(GOAL OF THE EXERCISE): A single count is required: the lines of the data below in which the word "await" occurs.

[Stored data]
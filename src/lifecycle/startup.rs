//! Startup orchestration.
//!
//! # Responsibilities
//! - Load and validate configuration
//! - Initialize logging and metrics
//! - Build the route registry and HTTP server
//! - Start the config watcher
//! - Bind the listener and begin serving
//!
//! # Design Decisions
//! - Fail fast: any startup error is fatal
//! - Listener binds last (traffic only when the registry is ready)

use std::path::PathBuf;

use tokio::net::TcpListener;
use tokio::sync::mpsc;

use crate::config::{load_config, ConfigWatcher, SiteConfig};
use crate::http::HttpServer;
use crate::lifecycle::Shutdown;
use crate::observability::{logging, metrics};

/// Load the config at `path`, or defaults when no path is given.
pub fn resolve_config(path: Option<&PathBuf>) -> Result<SiteConfig, crate::config::ConfigError> {
    match path {
        Some(path) => load_config(path),
        None => Ok(SiteConfig::default()),
    }
}

/// Start the site and serve until shutdown.
pub async fn run(config_path: Option<PathBuf>) -> Result<(), Box<dyn std::error::Error>> {
    let config = resolve_config(config_path.as_ref())?;
    logging::init_logging(&config.observability.log_level);

    tracing::info!(
        bind_address = %config.listener.bind_address,
        strategy = ?config.routing.strategy,
        request_timeout_secs = config.timeouts.request_secs,
        "Configuration loaded"
    );

    if config.observability.metrics_enabled {
        match config.observability.metrics_address.parse() {
            Ok(addr) => metrics::init_metrics(addr),
            Err(_) => tracing::error!(
                metrics_address = %config.observability.metrics_address,
                "Failed to parse metrics address"
            ),
        }
    }

    // Keep the watcher handle alive for the lifetime of the server.
    let (config_updates, _watcher) = match &config_path {
        Some(path) => {
            let (watcher, rx) = ConfigWatcher::new(path);
            (rx, Some(watcher.run()?))
        }
        None => {
            let (_, rx) = mpsc::unbounded_channel();
            (rx, None)
        }
    };

    let server = HttpServer::new(config.clone())?;
    let listener = TcpListener::bind(&config.listener.bind_address).await?;
    tracing::info!(address = %listener.local_addr()?, "Listening for connections");

    let shutdown = Shutdown::new();
    server.run(listener, config_updates, shutdown.subscribe()).await?;

    tracing::info!("Shutdown complete");
    Ok(())
}
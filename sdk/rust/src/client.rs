use reqwest::{Client, Response};
use serde::de::DeserializeOwned;
use serde::{Deserialize, Serialize};

#[derive(Debug, Clone, Serialize, Deserialize)]
pub struct SystemStatus {
    pub version: String,
    pub status: String,
    pub strategy: String,
}

#[derive(Debug, Clone, Serialize, Deserialize)]
pub struct RoutesResponse {
    pub strategy: String,
    pub routes: serde_json::Value,
    pub match_order: Vec<String>,
    pub mounts: Vec<Mount>,
}

#[derive(Debug, Clone, Serialize, Deserialize)]
pub struct Mount {
    pub path: String,
    pub page: String,
}

#[derive(Debug, Clone, Serialize, Deserialize)]
pub struct ResolveResponse {
    pub path: String,
    pub matched: bool,
    pub kind: Option<String>,
    pub route: Option<String>,
    pub route_path: Option<String>,
    pub page: Option<String>,
}

#[derive(Debug, Clone, Serialize, Deserialize)]
pub struct NavItem {
    pub name: String,
    pub title: String,
    pub link: String,
    pub active: bool,
}

#[derive(Debug, Clone, Serialize, Deserialize)]
pub struct NavigationResponse {
    pub path: String,
    pub items: Vec<NavItem>,
    pub layout: serde_json::Value,
}

pub struct SiteClient {
    client: Client,
    base_url: String,
}

impl SiteClient {
    pub fn new(base_url: &str) -> Self {
        Self {
            client: Client::builder()
                .no_proxy()
                .build()
                .unwrap_or_else(|_| Client::new()),
            base_url: base_url.trim_end_matches('/').to_string(),
        }
    }

    pub async fn status(&self) -> Result<SystemStatus, Box<dyn std::error::Error>> {
        self.get_json("/api/status", None).await
    }

    pub async fn routes(&self) -> Result<RoutesResponse, Box<dyn std::error::Error>> {
        self.get_json("/api/routes", None).await
    }

    /// Resolve `path` against the site's registry.
    pub async fn resolve(&self, path: &str) -> Result<ResolveResponse, Box<dyn std::error::Error>> {
        self.get_json("/api/resolve", Some(path)).await
    }

    pub async fn navigation(&self, path: &str) -> Result<NavigationResponse, Box<dyn std::error::Error>> {
        self.get_json("/api/navigation", Some(path)).await
    }

    /// Fetch the HTML shell for a page path.
    pub async fn page(&self, path: &str) -> Result<Response, reqwest::Error> {
        self.client
            .get(format!("{}{}", self.base_url, path))
            .send()
            .await
    }

    async fn get_json<T: DeserializeOwned>(
        &self,
        endpoint: &str,
        path: Option<&str>,
    ) -> Result<T, Box<dyn std::error::Error>> {
        let mut req = self.client.get(format!("{}{}", self.base_url, endpoint));
        if let Some(path) = path {
            req = req.query(&[("path", path)]);
        }

        let resp = req.send().await?;
        let status = resp.status();
        let text = resp.text().await?;

        if !status.is_success() {
            return Err(format!("Site returned error status {}: {}", status, text).into());
        }

        Ok(serde_json::from_str::<T>(&text)?)
    }
}
//! Portfolio site server.
//!
//! # Architecture Overview
//!
//! ```text
//!                 ┌──────────────────────────────────────────────────┐
//!                 │                  PORTFOLIO SITE                   │
//!                 │                                                   │
//!   Request ──────┼─▶ http server ──▶ /api/* ──▶ api handlers (JSON)  │
//!                 │        │                                          │
//!                 │        └──────▶ page path                         │
//!                 │                    │                              │
//!                 │                    ▼                              │
//!                 │            routing registry ──▶ matcher           │
//!                 │                    │                              │
//!                 │                    ▼                              │
//!                 │       navigation + layout ──▶ HTML shell          │
//!                 │                                                   │
//!                 │  config (TOML, hot reload) · observability ·      │
//!                 │  lifecycle (startup / shutdown)                   │
//!                 └──────────────────────────────────────────────────┘
//! ```
//!

use std::path::PathBuf;

use clap::Parser;

#[derive(Parser)]
#[command(name = "portfolio-site")]
#[command(about = "Serve the portfolio site", long_about = None)]
struct Args {
    /// TOML config file. Watched for changes; defaults are used when omitted.
    config: Option<PathBuf>,
}

#[tokio::main]
async fn main() -> Result<(), Box<dyn std::error::Error>> {
    let args = Args::parse();
    portfolio_site::lifecycle::startup::run(args.config).await
}
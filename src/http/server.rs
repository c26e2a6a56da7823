//! HTTP server setup and configuration.
//!
//! # Responsibilities
//! - Create Axum Router with the API and page handlers
//! - Wire up middleware (timeout, security headers, request ID, tracing)
//! - Bind server to listener
//! - Resolve every page request through the route registry
//! - Swap in reloaded configuration without restarting

use std::sync::Arc;
use std::time::{Duration, Instant};

use arc_swap::ArcSwap;
use axum::{
    extract::State,
    http::{header, HeaderName, HeaderValue, StatusCode, Uri},
    response::{Html, IntoResponse, Response},
    routing::get,
    Router,
};
use tokio::net::TcpListener;
use tokio::sync::{broadcast, mpsc};
use tower_http::{
    request_id::{MakeRequestUuid, PropagateRequestIdLayer, SetRequestIdLayer},
    set_header::SetResponseHeaderLayer,
    timeout::TimeoutLayer,
    trace::TraceLayer,
};

use crate::api::setup_api_router;
use crate::config::SiteConfig;
use crate::content::Profile;
use crate::http::response::{render_page, PageError};
use crate::lifecycle::signals::shutdown_signal;
use crate::navigation::LayoutState;
use crate::observability::metrics;
use crate::pages::{site_registry, PageId};
use crate::routing::{render_routes, RegistryError, RouteName, RouteNode, RouteRegistry};

/// Header reporting how the page path was resolved.
pub const X_ROUTE_MATCH: &str = "x-route-match";

/// Everything a request needs, rebuilt on config reload.
#[derive(Debug)]
pub struct SiteState {
    pub registry: RouteRegistry,
    pub hidden_nav: Vec<RouteName>,
    pub profile: Profile,
    /// `(full path, page)` pairs from the rendered route tree.
    pub mounts: Vec<(String, PageId)>,
}

impl SiteState {
    pub fn new(registry: RouteRegistry, hidden_nav: Vec<RouteName>, profile: Profile) -> Self {
        let mounts = render_routes(registry.all_routes())
            .iter()
            .flat_map(RouteNode::mount_paths)
            .collect();
        Self {
            registry,
            hidden_nav,
            profile,
            mounts,
        }
    }

    pub fn from_config(config: &SiteConfig) -> Result<Self, RegistryError> {
        Ok(Self::new(
            site_registry(config.routing.strategy)?,
            config.routing.hidden_nav.clone(),
            Profile::load(),
        ))
    }

    /// The page mounted at exactly `path`, if any.
    pub fn mounted_page(&self, path: &str) -> Option<PageId> {
        self.mounts
            .iter()
            .find(|(mount, _)| mount == path)
            .map(|(_, page)| *page)
    }
}

/// Application state injected into handlers.
#[derive(Clone)]
pub struct AppState {
    pub inner: Arc<ArcSwap<SiteState>>,
}

/// HTTP server for the portfolio site.
pub struct HttpServer {
    router: Router,
    config: SiteConfig,
    state: AppState,
}

impl HttpServer {
    /// Create a new HTTP server with the given configuration.
    pub fn new(config: SiteConfig) -> Result<Self, RegistryError> {
        let site = SiteState::from_config(&config)?;
        tracing::info!(
            routes = site.registry.flatten_all().len(),
            strategy = ?site.registry.strategy(),
            "Route registry built"
        );

        let state = AppState {
            inner: Arc::new(ArcSwap::from_pointee(site)),
        };
        let router = Self::build_router(&config, state.clone());

        Ok(Self {
            router,
            config,
            state,
        })
    }

    /// Build the Axum router with all middleware layers.
    #[allow(deprecated)]
    fn build_router(config: &SiteConfig, state: AppState) -> Router {
        Router::new()
            .merge(setup_api_router())
            .route("/", get(page_handler))
            .route("/{*path}", get(page_handler))
            .with_state(state)
            .layer(TimeoutLayer::new(Duration::from_secs(config.timeouts.request_secs)))
            .layer(SetResponseHeaderLayer::if_not_present(
                header::X_CONTENT_TYPE_OPTIONS,
                HeaderValue::from_static("nosniff"),
            ))
            .layer(PropagateRequestIdLayer::x_request_id())
            .layer(TraceLayer::new_for_http())
            .layer(SetRequestIdLayer::x_request_id(MakeRequestUuid))
    }

    /// The fully layered router, for in-process use.
    pub fn router(&self) -> Router {
        self.router.clone()
    }

    /// Run the server until `shutdown` fires or the process is signalled.
    ///
    /// Configs arriving on `config_updates` replace the site state in place.
    /// Only the routing section takes effect; other changed sections are
    /// logged and keep their startup values.
    pub async fn run(
        self,
        listener: TcpListener,
        mut config_updates: mpsc::UnboundedReceiver<SiteConfig>,
        shutdown: broadcast::Receiver<()>,
    ) -> Result<(), std::io::Error> {
        let addr = listener.local_addr()?;
        tracing::info!(address = %addr, "HTTP server starting");

        let inner = self.state.inner.clone();
        let startup = self.config;
        tokio::spawn(async move {
            while let Some(config) = config_updates.recv().await {
                let ignored = startup.restart_required(&config);
                if !ignored.is_empty() {
                    tracing::warn!(
                        sections = ?ignored,
                        "Reloaded config changes sections that need a restart; keeping startup values"
                    );
                }
                match SiteState::from_config(&config) {
                    Ok(site) => {
                        inner.store(Arc::new(site));
                        tracing::info!(strategy = ?config.routing.strategy, "Site state swapped");
                    }
                    Err(e) => tracing::error!(error = %e, "Rejected reloaded config"),
                }
            }
        });

        axum::serve(listener, self.router)
            .with_graceful_shutdown(shutdown_signal(shutdown))
            .await?;

        tracing::info!("HTTP server stopped");
        Ok(())
    }
}

/// Page handler.
/// Resolves the path and renders either the page shell or the fallback shell.
async fn page_handler(State(state): State<AppState>, uri: Uri) -> Result<Response, PageError> {
    let start = Instant::now();
    let site = state.inner.load();
    let path = uri.path();

    let layout = LayoutState::for_path(&site.registry, path);
    let kind = match &layout {
        LayoutState::Content { page, kind, .. } => {
            tracing::debug!(path = %path, page = ?page, kind = ?kind, "Route resolved");
            Some(*kind)
        }
        LayoutState::Fallback => {
            tracing::debug!(path = %path, "No route matched, serving fallback");
            None
        }
    };
    let match_header = kind.map(|k| k.as_str()).unwrap_or("none");

    metrics::record_resolution(kind);
    metrics::record_page(layout.is_fallback());

    let html = render_page(&site, path, &layout)?;
    metrics::record_latency("page", start);

    Ok((
        StatusCode::OK,
        [(HeaderName::from_static(X_ROUTE_MATCH), HeaderValue::from_static(match_header))],
        Html(html),
    )
        .into_response())
}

(RESPONSE TO THIS EXERCISE): 12